→ **Material for this exercise**
------------------------------

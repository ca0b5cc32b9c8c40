//! Expense listing: sorting and filtering
//!
//! Produces ordered views over a borrowed slice of expenses. The input is
//! never reordered.

use chrono::NaiveDateTime;
use clap::ValueEnum;
use serde::{Deserialize, Serialize};
use std::cmp::Ordering;
use std::fmt;
use std::io::Write;

use crate::error::SpendPaceResult;
use crate::models::category::category_name;
use crate::models::{Category, CategoryId, Expense, Money};

/// Column to sort by
#[derive(Debug, Clone, Copy, PartialEq, Eq, Serialize, Deserialize, ValueEnum)]
#[serde(rename_all = "lowercase")]
pub enum SortKey {
    Date,
    Amount,
}

/// Sort direction
#[derive(Debug, Clone, Copy, PartialEq, Eq, Serialize, Deserialize)]
#[serde(rename_all = "lowercase")]
pub enum SortDirection {
    Asc,
    Desc,
}

impl SortDirection {
    pub fn flipped(self) -> Self {
        match self {
            Self::Asc => Self::Desc,
            Self::Desc => Self::Asc,
        }
    }

    /// Arrow shown next to a sorted column header
    pub fn indicator(self) -> &'static str {
        match self {
            Self::Asc => "↑",
            Self::Desc => "↓",
        }
    }
}

/// Current sort of an expense list
#[derive(Debug, Clone, Copy, PartialEq, Eq, Serialize, Deserialize)]
pub struct SortConfig {
    pub key: SortKey,
    pub direction: SortDirection,
}

impl Default for SortConfig {
    /// Newest first
    fn default() -> Self {
        Self {
            key: SortKey::Date,
            direction: SortDirection::Desc,
        }
    }
}

impl SortConfig {
    pub fn new(key: SortKey, direction: SortDirection) -> Self {
        Self { key, direction }
    }

    /// Sort config after a column header is selected
    ///
    /// Selecting the current column flips the direction; selecting another
    /// column starts it descending.
    pub fn request(self, key: SortKey) -> Self {
        if self.key == key {
            Self::new(key, self.direction.flipped())
        } else {
            Self::new(key, SortDirection::Desc)
        }
    }

    fn compare(&self, a: &Expense, b: &Expense) -> Ordering {
        let ordering = match self.key {
            SortKey::Date => a.date.cmp(&b.date),
            SortKey::Amount => a.amount.cmp(&b.amount),
        };
        match self.direction {
            SortDirection::Asc => ordering,
            SortDirection::Desc => ordering.reverse(),
        }
    }
}

impl fmt::Display for SortConfig {
    fn fmt(&self, f: &mut fmt::Formatter<'_>) -> fmt::Result {
        let key = match self.key {
            SortKey::Date => "date",
            SortKey::Amount => "amount",
        };
        write!(f, "{} {}", key, self.direction.indicator())
    }
}

/// A new ordering of `expenses`
///
/// The sort is stable: expenses with equal keys keep their input order in
/// both directions.
pub fn sort_expenses<'a>(expenses: &'a [Expense], config: SortConfig) -> Vec<&'a Expense> {
    let mut sorted: Vec<&Expense> = expenses.iter().collect();
    sorted.sort_by(|a, b| config.compare(a, b));
    sorted
}

/// The `count` most recent expenses, newest first
pub fn recent_expenses(expenses: &[Expense], count: usize) -> Vec<&Expense> {
    let mut sorted = sort_expenses(expenses, SortConfig::default());
    sorted.truncate(count);
    sorted
}

/// Filter options for expense listings
#[derive(Debug, Clone, Default)]
pub struct ExpenseFilter {
    /// Filter by start instant (inclusive)
    pub from: Option<NaiveDateTime>,
    /// Filter by end instant (inclusive)
    pub to: Option<NaiveDateTime>,
    /// Filter by category ID
    pub category: Option<CategoryId>,
    /// Filter by description (case-insensitive partial match)
    pub description_contains: Option<String>,
    /// Filter by minimum amount
    pub min_amount: Option<Money>,
    /// Filter by maximum amount
    pub max_amount: Option<Money>,
    /// Only expenses whose category is unknown
    pub uncategorized_only: bool,
}

impl ExpenseFilter {
    /// Check if an expense matches this filter
    pub fn matches(&self, expense: &Expense, categories: &[Category]) -> bool {
        if let Some(from) = self.from {
            if expense.date < from {
                return false;
            }
        }
        if let Some(to) = self.to {
            if expense.date > to {
                return false;
            }
        }

        if let Some(ref category) = self.category {
            if &expense.category != category {
                return false;
            }
        }

        if let Some(ref needle) = self.description_contains {
            if !expense
                .description
                .to_lowercase()
                .contains(&needle.to_lowercase())
            {
                return false;
            }
        }

        if let Some(min) = self.min_amount {
            if expense.amount < min {
                return false;
            }
        }
        if let Some(max) = self.max_amount {
            if expense.amount > max {
                return false;
            }
        }

        if self.uncategorized_only && categories.iter().any(|c| c.id == expense.category) {
            return false;
        }

        true
    }

    /// Expenses matching this filter, in input order
    pub fn apply<'a>(&self, expenses: &'a [Expense], categories: &[Category]) -> Vec<&'a Expense> {
        expenses
            .iter()
            .filter(|e| self.matches(e, categories))
            .collect()
    }
}

/// Write an expense listing as CSV
pub fn export_expenses_csv<W: Write>(
    expenses: &[&Expense],
    categories: &[Category],
    writer: W,
) -> SpendPaceResult<()> {
    let mut csv = csv::Writer::from_writer(writer);
    csv.write_record(["Id", "Date", "Description", "Category", "Amount"])?;

    for expense in expenses {
        let id = expense.id.as_ref().map(|id| id.as_str()).unwrap_or("");
        let date = expense.date.format("%Y-%m-%d").to_string();
        let amount = format!("{:.2}", expense.amount.as_f64());
        csv.write_record([
            id,
            date.as_str(),
            expense.description.as_str(),
            category_name(categories, &expense.category),
            amount.as_str(),
        ])?;
    }

    csv.flush()?;
    Ok(())
}

#[cfg(test)]
mod tests {
    use super::*;
    use crate::models::OwnerId;
    use chrono::NaiveDate;

    fn at(d: u32) -> NaiveDateTime {
        NaiveDate::from_ymd_opt(2025, 5, d)
            .unwrap()
            .and_hms_opt(9, 0, 0)
            .unwrap()
    }

    fn expense(id: &str, units: i64, day: u32) -> Expense {
        Expense::new(
            OwnerId::from("u1"),
            Money::from_units(units),
            format!("expense {}", id),
            CategoryId::from("food"),
            at(day),
        )
        .with_id(id)
    }

    fn ids(list: &[&Expense]) -> Vec<String> {
        list.iter()
            .map(|e| e.id.as_ref().unwrap().to_string())
            .collect()
    }

    #[test]
    fn test_sort_is_stable_for_equal_amounts() {
        let expenses = vec![expense("a", 5, 1), expense("b", 5, 2)];

        let asc = sort_expenses(&expenses, SortConfig::new(SortKey::Amount, SortDirection::Asc));
        assert_eq!(ids(&asc), vec!["a", "b"]);

        let desc = sort_expenses(&expenses, SortConfig::new(SortKey::Amount, SortDirection::Desc));
        assert_eq!(ids(&desc), vec!["a", "b"]);
    }

    #[test]
    fn test_sort_by_date_and_amount() {
        let expenses = vec![expense("a", 30, 3), expense("b", 10, 1), expense("c", 20, 2)];

        let newest = sort_expenses(&expenses, SortConfig::default());
        assert_eq!(ids(&newest), vec!["a", "c", "b"]);

        let cheapest = sort_expenses(&expenses, SortConfig::new(SortKey::Amount, SortDirection::Asc));
        assert_eq!(ids(&cheapest), vec!["b", "c", "a"]);

        // Input untouched
        assert_eq!(expenses[0].id.as_ref().unwrap().as_str(), "a");
    }

    #[test]
    fn test_request_toggles_and_resets() {
        let config = SortConfig::default();
        let flipped = config.request(SortKey::Date);
        assert_eq!(flipped, SortConfig::new(SortKey::Date, SortDirection::Asc));
        assert_eq!(
            flipped.request(SortKey::Date),
            SortConfig::new(SortKey::Date, SortDirection::Desc)
        );
        assert_eq!(
            flipped.request(SortKey::Amount),
            SortConfig::new(SortKey::Amount, SortDirection::Desc)
        );
    }

    #[test]
    fn test_recent_expenses() {
        let expenses = vec![expense("a", 1, 1), expense("b", 1, 9), expense("c", 1, 5)];
        assert_eq!(ids(&recent_expenses(&expenses, 2)), vec!["b", "c"]);
        assert_eq!(recent_expenses(&expenses, 10).len(), 3);
    }

    #[test]
    fn test_filter() {
        let mut other = expense("z", 100, 4);
        other.category = CategoryId::from("gone");
        let expenses = vec![expense("a", 5, 1), expense("b", 50, 2), other];
        let categories = vec![{
            let mut c = Category::new(OwnerId::from("u1"), "Food", "bg-blue-500");
            c.id = CategoryId::from("food");
            c
        }];

        let filter = ExpenseFilter {
            from: Some(at(2)),
            ..Default::default()
        };
        assert_eq!(ids(&filter.apply(&expenses, &categories)), vec!["b", "z"]);

        let filter = ExpenseFilter {
            uncategorized_only: true,
            ..Default::default()
        };
        assert_eq!(ids(&filter.apply(&expenses, &categories)), vec!["z"]);

        let filter = ExpenseFilter {
            min_amount: Some(Money::from_units(10)),
            max_amount: Some(Money::from_units(60)),
            description_contains: Some("EXPENSE".into()),
            ..Default::default()
        };
        assert_eq!(ids(&filter.apply(&expenses, &categories)), vec!["b"]);
    }

    #[test]
    fn test_export_csv() {
        let expenses = vec![expense("a", 5, 1)];
        let refs: Vec<&Expense> = expenses.iter().collect();

        let mut buf = Vec::new();
        export_expenses_csv(&refs, &[], &mut buf).unwrap();
        let csv = String::from_utf8(buf).unwrap();
        assert!(csv.contains("a,2025-05-01,expense a,Uncategorized,5.00"));
    }
}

------------------------------

→ **Exercise prompt**
Through the line that contains "starts it descending.", copy the material above exactly, beginning at its first line and including nothing more.

→ **Task output**
repository ca0b5cc32b9c8c40
//! Expense listing: sorting and filtering
//!
//! Produces ordered views over a borrowed slice of expenses. The input is
//! never reordered.

use chrono::NaiveDateTime;
use clap::ValueEnum;
use serde::{Deserialize, Serialize};
use std::cmp::Ordering;
use std::fmt;
use std::io::Write;

use crate::error::SpendPaceResult;
use crate::models::category::category_name;
use crate::models::{Category, CategoryId, Expense, Money};

/// Column to sort by
#[derive(Debug, Clone, Copy, PartialEq, Eq, Serialize, Deserialize, ValueEnum)]
#[serde(rename_all = "lowercase")]
pub enum SortKey {
    Date,
    Amount,
}

/// Sort direction
#[derive(Debug, Clone, Copy, PartialEq, Eq, Serialize, Deserialize)]
#[serde(rename_all = "lowercase")]
pub enum SortDirection {
    Asc,
    Desc,
}

impl SortDirection {
    pub fn flipped(self) -> Self {
        match self {
            Self::Asc => Self::Desc,
            Self::Desc => Self::Asc,
        }
    }

    /// Arrow shown next to a sorted column header
    pub fn indicator(self) -> &'static str {
        match self {
            Self::Asc => "↑",
            Self::Desc => "↓",
        }
    }
}

/// Current sort of an expense list
#[derive(Debug, Clone, Copy, PartialEq, Eq, Serialize, Deserialize)]
pub struct SortConfig {
    pub key: SortKey,
    pub direction: SortDirection,
}

impl Default for SortConfig {
    /// Newest first
    fn default() -> Self {
        Self {
            key: SortKey::Date,
            direction: SortDirection::Desc,
        }
    }
}

impl SortConfig {
    pub fn new(key: SortKey, direction: SortDirection) -> Self {
        Self { key, direction }
    }

    /// Sort config after a column header is selected
    ///
    /// Selecting the current column flips the direction; selecting another
    /// column starts it descending.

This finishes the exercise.